Data for this exercise START

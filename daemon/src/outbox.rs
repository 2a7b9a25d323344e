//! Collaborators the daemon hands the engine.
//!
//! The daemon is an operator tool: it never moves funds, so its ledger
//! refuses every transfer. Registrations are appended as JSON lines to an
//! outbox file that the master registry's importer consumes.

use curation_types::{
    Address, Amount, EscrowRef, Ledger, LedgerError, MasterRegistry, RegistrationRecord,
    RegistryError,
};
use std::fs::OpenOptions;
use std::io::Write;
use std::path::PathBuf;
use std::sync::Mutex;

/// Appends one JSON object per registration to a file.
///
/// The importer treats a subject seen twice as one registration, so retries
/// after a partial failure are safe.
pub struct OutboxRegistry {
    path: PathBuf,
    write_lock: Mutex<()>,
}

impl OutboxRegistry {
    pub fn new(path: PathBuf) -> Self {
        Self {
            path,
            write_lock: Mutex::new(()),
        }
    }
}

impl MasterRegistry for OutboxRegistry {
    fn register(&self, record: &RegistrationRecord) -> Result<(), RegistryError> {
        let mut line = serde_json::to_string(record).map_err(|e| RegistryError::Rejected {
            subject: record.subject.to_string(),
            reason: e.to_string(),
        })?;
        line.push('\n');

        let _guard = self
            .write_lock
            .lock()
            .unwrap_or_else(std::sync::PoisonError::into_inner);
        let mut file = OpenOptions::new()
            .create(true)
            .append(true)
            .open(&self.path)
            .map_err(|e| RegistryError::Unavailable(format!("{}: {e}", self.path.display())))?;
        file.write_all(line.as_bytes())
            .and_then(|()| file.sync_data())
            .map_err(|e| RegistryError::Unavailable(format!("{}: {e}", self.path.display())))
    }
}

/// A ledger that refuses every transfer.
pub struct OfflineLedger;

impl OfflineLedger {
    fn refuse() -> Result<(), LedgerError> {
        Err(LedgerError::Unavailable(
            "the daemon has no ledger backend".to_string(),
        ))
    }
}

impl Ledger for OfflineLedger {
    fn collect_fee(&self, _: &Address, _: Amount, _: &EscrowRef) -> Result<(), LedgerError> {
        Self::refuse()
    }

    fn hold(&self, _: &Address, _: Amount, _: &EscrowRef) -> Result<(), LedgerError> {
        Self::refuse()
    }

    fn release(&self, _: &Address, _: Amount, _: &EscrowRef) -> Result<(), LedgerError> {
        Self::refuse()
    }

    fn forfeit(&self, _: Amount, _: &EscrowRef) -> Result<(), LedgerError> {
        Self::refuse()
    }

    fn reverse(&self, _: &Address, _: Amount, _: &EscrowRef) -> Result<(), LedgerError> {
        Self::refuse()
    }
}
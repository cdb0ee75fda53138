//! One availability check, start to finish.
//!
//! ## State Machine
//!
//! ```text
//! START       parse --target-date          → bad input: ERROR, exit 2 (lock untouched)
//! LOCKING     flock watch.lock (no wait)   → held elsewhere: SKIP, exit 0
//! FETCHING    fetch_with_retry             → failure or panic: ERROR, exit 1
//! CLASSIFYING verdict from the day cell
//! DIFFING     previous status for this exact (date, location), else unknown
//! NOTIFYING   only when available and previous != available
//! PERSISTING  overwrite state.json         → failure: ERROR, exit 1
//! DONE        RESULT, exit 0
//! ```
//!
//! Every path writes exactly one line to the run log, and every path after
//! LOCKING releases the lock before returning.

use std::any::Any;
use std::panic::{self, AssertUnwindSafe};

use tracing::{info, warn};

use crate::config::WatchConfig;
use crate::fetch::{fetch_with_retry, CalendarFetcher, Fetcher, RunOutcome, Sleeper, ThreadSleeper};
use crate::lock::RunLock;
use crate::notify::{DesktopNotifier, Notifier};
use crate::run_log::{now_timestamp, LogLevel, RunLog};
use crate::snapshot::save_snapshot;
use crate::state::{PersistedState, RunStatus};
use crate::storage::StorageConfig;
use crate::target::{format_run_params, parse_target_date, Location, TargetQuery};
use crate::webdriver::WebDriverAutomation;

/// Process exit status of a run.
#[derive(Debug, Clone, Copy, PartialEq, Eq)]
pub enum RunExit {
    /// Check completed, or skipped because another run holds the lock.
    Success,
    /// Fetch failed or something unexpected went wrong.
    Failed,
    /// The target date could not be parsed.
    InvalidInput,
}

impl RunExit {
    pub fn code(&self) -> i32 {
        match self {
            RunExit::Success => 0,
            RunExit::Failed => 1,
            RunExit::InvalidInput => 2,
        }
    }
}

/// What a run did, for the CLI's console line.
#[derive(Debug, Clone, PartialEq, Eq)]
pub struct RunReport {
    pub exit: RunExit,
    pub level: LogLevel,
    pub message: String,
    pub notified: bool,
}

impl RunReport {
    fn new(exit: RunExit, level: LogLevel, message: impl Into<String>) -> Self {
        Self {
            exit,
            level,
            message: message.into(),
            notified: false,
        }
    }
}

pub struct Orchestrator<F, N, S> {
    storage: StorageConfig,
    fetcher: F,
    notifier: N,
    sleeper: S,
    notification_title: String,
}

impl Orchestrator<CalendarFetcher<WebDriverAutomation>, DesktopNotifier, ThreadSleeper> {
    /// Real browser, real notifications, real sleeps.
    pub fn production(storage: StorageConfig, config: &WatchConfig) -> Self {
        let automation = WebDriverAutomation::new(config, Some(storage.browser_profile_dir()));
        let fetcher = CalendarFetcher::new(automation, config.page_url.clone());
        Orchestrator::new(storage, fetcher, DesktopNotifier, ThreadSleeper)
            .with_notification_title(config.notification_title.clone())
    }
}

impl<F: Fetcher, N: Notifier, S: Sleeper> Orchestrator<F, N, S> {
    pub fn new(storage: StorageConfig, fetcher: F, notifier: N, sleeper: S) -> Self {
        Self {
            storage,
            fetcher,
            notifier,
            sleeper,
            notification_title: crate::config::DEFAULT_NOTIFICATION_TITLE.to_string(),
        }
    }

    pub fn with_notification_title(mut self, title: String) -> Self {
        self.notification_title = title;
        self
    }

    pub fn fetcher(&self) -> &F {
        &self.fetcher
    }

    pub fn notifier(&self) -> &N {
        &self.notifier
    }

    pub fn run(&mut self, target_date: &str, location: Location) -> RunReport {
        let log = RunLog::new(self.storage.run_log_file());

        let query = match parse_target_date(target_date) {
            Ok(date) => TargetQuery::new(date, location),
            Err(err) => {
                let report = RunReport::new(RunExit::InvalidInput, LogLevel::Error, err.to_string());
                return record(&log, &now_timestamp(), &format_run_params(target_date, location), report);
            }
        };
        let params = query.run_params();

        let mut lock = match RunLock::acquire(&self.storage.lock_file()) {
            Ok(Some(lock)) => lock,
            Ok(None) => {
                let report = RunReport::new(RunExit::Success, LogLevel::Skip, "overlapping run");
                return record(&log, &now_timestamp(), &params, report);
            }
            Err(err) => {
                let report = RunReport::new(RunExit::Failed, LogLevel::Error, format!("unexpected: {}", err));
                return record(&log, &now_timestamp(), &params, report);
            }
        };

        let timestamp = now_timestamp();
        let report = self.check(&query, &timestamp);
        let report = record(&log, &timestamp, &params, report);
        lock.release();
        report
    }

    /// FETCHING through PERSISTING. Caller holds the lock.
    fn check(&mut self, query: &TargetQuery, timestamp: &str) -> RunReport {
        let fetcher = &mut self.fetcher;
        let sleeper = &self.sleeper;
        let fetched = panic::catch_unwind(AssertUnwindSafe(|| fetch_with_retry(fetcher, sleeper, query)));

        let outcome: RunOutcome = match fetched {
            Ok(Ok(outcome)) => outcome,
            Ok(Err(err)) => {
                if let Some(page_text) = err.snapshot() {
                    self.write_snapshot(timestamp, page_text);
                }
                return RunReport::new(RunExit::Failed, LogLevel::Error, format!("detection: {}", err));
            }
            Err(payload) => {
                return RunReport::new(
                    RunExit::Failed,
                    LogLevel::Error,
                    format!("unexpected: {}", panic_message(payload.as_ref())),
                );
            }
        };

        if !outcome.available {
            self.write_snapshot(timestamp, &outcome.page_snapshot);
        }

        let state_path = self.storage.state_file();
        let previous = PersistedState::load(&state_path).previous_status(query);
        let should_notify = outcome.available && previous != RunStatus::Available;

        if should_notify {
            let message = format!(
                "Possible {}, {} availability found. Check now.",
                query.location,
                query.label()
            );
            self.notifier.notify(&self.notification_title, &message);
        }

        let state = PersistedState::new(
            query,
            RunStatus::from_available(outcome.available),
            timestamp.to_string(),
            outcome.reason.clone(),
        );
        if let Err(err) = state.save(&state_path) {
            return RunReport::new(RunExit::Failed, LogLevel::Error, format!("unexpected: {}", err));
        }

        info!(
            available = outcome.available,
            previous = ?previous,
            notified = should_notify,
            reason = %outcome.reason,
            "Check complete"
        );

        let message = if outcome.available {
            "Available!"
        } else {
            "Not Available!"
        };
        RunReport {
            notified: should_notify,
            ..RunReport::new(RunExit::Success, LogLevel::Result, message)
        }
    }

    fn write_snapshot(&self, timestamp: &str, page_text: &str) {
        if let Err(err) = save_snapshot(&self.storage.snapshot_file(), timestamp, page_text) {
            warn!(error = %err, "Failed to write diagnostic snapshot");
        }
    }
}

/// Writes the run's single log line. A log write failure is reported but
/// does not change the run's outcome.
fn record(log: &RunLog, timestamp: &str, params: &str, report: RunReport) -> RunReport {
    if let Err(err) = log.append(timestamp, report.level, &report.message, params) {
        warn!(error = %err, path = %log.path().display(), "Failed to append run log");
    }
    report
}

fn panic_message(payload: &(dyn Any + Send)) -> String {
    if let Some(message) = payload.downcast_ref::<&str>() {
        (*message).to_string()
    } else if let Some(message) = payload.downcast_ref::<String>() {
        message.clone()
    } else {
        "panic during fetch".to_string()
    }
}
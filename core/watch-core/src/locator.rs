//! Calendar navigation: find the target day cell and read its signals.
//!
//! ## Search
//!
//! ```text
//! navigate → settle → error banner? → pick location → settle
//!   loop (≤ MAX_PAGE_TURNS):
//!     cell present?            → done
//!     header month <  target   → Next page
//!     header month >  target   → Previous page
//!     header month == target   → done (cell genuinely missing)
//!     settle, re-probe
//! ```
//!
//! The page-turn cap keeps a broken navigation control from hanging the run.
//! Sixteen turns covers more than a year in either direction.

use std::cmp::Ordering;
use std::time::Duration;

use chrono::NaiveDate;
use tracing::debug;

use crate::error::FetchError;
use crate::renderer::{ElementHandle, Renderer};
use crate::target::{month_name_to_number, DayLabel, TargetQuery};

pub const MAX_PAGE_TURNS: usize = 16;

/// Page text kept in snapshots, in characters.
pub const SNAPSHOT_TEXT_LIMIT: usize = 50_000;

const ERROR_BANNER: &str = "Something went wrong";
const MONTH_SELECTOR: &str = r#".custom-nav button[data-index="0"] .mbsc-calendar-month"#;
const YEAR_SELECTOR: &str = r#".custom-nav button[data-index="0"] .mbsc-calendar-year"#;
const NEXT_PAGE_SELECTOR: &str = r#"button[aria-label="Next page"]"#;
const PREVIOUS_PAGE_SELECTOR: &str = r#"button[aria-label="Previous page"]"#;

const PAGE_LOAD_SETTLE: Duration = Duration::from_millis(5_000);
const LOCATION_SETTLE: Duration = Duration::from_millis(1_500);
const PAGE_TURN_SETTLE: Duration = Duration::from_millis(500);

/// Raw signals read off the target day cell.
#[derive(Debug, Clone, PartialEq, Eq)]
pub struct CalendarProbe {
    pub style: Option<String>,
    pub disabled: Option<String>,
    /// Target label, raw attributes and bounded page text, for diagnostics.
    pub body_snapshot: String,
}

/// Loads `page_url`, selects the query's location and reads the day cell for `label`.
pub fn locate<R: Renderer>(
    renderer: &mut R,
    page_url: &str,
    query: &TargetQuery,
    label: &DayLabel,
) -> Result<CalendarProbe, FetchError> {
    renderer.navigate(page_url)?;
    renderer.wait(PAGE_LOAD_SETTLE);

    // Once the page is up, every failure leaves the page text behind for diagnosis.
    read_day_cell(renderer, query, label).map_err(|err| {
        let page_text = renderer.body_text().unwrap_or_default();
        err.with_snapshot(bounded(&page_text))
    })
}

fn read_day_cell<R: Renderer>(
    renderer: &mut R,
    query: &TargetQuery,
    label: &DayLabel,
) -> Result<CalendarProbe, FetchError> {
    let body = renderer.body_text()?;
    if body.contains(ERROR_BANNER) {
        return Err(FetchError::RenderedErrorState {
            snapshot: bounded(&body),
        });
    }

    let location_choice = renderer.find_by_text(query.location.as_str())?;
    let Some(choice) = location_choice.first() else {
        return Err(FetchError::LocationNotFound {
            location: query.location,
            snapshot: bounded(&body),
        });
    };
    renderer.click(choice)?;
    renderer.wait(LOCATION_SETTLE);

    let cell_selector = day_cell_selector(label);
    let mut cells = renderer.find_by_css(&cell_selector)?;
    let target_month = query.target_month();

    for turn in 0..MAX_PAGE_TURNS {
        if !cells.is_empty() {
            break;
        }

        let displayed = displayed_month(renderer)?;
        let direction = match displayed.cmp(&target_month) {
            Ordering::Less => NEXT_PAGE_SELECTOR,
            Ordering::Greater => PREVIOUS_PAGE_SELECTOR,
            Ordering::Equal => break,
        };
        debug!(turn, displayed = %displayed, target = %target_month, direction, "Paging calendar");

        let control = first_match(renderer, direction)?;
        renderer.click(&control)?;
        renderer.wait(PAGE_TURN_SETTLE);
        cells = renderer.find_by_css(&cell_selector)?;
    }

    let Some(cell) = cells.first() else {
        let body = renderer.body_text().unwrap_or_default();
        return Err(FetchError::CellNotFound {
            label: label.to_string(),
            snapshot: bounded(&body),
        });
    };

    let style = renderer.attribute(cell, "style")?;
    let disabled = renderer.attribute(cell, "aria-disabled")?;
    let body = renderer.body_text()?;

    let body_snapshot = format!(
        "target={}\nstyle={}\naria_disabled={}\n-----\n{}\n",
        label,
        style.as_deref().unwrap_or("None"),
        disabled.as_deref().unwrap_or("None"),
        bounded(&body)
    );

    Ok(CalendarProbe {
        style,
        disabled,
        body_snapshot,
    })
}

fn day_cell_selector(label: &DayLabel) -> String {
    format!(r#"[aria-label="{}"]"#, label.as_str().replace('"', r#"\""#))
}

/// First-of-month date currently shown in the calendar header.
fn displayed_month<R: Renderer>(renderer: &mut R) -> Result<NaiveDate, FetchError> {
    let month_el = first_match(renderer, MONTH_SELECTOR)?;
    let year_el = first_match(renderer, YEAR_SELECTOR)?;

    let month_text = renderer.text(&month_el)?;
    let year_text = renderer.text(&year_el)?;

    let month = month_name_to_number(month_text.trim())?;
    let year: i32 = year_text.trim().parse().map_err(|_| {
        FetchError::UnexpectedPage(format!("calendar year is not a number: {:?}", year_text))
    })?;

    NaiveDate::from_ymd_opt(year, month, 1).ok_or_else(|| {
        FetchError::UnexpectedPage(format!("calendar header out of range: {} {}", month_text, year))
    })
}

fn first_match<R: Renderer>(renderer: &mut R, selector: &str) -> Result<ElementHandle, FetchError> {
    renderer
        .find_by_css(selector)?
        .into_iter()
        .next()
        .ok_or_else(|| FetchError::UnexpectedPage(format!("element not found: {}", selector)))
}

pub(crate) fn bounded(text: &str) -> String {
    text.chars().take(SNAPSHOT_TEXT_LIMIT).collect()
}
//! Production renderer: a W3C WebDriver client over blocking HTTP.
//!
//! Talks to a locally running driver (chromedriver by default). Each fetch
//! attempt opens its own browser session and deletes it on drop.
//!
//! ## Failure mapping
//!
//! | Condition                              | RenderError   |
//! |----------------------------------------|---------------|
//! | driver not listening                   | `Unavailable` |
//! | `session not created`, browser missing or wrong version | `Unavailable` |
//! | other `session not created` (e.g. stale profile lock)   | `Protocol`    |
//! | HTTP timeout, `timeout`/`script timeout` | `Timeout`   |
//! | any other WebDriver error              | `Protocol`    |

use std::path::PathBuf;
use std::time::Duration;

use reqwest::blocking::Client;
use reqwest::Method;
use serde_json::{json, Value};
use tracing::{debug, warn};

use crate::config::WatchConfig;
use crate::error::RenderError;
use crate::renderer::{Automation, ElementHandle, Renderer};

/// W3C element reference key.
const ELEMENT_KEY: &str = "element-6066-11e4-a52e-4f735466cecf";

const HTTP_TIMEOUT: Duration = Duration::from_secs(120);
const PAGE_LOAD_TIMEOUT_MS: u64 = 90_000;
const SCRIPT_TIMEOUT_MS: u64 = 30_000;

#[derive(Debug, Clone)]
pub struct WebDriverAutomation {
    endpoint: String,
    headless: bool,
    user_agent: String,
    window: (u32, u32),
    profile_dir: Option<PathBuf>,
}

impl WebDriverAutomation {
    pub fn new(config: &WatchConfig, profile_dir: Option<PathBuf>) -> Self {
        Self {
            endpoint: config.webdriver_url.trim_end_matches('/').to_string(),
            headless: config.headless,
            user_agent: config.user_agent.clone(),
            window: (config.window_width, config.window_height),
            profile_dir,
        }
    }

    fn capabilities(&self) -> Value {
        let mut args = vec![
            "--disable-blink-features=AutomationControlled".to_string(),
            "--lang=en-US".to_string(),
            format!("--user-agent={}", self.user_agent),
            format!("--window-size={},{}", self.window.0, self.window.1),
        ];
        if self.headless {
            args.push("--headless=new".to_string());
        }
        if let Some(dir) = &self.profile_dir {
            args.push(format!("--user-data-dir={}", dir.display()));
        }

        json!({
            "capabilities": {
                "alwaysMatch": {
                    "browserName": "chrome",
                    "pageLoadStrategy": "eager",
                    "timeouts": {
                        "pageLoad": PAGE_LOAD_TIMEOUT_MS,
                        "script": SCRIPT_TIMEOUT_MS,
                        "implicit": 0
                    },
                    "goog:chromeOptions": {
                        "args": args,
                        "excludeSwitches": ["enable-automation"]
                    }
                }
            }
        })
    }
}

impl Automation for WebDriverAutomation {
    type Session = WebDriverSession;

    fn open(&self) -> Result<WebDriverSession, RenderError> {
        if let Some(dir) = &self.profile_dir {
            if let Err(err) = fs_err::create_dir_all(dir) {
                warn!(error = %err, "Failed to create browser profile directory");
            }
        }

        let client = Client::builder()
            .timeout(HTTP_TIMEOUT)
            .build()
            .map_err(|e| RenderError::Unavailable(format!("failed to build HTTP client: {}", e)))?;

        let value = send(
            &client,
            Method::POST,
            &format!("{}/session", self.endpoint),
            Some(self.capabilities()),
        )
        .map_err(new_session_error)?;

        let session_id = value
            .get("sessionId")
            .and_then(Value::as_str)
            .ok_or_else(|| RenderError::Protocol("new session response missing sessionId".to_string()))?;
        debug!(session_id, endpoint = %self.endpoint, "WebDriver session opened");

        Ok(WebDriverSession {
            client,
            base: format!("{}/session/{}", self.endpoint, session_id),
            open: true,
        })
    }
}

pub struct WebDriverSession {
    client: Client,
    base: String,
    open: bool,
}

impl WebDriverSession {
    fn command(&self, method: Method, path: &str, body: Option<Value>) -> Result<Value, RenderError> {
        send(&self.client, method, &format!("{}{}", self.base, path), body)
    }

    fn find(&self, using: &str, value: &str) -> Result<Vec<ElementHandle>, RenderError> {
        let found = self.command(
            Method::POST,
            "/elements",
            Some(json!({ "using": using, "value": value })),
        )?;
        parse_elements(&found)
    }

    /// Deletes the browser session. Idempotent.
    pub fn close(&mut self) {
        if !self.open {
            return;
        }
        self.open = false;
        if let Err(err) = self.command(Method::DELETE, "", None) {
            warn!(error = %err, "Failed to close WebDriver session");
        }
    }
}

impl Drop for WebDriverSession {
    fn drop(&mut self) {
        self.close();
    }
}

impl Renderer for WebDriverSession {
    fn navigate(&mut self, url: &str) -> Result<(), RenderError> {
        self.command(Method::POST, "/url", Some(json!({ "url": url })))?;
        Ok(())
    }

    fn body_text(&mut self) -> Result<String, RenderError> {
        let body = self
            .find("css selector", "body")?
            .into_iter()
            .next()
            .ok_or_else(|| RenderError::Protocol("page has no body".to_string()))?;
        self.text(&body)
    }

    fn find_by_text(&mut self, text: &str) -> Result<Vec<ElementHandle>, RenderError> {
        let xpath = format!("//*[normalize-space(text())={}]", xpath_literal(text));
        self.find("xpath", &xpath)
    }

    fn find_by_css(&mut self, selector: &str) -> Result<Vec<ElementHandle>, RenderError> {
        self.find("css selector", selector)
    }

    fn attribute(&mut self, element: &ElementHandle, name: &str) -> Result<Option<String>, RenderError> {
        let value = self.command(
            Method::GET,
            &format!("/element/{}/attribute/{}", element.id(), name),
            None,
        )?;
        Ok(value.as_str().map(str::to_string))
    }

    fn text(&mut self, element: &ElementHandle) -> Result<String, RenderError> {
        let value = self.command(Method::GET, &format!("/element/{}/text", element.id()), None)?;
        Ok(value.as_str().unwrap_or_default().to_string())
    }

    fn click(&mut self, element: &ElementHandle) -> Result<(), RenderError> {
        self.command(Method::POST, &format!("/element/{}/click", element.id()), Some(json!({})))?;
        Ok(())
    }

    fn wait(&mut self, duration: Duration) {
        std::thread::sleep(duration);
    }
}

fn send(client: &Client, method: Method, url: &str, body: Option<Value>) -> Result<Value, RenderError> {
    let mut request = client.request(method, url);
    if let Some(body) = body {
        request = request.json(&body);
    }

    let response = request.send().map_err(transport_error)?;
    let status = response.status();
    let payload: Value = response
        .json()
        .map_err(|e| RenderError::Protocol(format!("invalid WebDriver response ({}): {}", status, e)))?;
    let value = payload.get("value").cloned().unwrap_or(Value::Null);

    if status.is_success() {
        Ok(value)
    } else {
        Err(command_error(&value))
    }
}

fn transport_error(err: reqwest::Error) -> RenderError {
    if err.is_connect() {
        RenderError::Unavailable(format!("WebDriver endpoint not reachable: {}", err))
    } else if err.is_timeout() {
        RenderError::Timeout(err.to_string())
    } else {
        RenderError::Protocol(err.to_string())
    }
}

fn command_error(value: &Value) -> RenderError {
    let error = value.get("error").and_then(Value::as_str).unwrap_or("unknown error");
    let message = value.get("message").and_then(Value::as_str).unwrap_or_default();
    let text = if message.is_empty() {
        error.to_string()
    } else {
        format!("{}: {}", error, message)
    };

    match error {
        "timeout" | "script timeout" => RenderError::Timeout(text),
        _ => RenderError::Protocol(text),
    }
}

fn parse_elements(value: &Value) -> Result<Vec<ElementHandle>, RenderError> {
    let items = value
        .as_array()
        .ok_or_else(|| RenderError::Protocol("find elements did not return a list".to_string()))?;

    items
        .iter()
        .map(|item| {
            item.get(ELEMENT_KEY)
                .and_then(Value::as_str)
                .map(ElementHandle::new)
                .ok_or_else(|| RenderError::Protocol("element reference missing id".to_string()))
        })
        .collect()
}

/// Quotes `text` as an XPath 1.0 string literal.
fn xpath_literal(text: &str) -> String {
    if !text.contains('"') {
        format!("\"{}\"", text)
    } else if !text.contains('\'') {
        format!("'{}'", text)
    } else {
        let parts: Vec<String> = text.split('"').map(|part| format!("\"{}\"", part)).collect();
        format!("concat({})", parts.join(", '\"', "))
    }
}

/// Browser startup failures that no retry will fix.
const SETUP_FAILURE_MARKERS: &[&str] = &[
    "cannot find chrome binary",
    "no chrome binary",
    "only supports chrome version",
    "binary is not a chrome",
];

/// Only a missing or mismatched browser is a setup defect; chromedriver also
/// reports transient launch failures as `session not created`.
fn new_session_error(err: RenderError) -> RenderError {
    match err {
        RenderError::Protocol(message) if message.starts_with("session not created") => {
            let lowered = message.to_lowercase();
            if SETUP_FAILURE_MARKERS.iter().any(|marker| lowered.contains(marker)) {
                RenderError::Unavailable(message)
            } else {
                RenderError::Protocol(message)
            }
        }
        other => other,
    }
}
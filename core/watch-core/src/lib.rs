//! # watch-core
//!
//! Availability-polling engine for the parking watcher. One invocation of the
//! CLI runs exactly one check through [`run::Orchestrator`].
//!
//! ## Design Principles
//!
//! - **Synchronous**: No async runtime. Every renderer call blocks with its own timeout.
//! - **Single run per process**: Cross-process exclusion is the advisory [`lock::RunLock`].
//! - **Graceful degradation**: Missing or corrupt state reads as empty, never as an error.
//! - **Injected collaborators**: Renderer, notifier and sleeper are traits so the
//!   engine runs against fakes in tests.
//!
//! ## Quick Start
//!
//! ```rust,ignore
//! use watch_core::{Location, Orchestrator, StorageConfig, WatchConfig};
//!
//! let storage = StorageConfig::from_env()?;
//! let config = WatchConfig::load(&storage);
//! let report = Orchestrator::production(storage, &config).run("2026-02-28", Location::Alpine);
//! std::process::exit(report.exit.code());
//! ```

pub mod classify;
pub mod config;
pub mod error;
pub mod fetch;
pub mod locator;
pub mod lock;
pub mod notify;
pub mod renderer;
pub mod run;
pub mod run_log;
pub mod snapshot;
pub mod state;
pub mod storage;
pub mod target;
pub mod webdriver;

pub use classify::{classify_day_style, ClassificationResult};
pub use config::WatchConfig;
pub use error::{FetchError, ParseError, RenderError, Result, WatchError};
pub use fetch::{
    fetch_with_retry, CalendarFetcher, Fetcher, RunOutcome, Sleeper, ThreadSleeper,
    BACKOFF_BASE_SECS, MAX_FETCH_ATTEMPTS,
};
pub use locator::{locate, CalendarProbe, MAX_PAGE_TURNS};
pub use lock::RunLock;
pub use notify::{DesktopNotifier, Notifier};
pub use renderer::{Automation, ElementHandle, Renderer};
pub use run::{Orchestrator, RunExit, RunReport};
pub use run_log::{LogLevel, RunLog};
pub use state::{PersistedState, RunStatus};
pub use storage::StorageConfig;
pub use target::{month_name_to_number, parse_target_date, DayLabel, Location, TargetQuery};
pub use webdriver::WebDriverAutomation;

Data for this exercise END

:: Your task ::
All lines with the string "wrong" must be copied from the data.

:: Result below ::
    /// Fetch failed or something unexpected went wrong.
const ERROR_BANNER: &str = "Something went wrong";
//! | `session not created`, browser missing or wrong version | `Unavailable` |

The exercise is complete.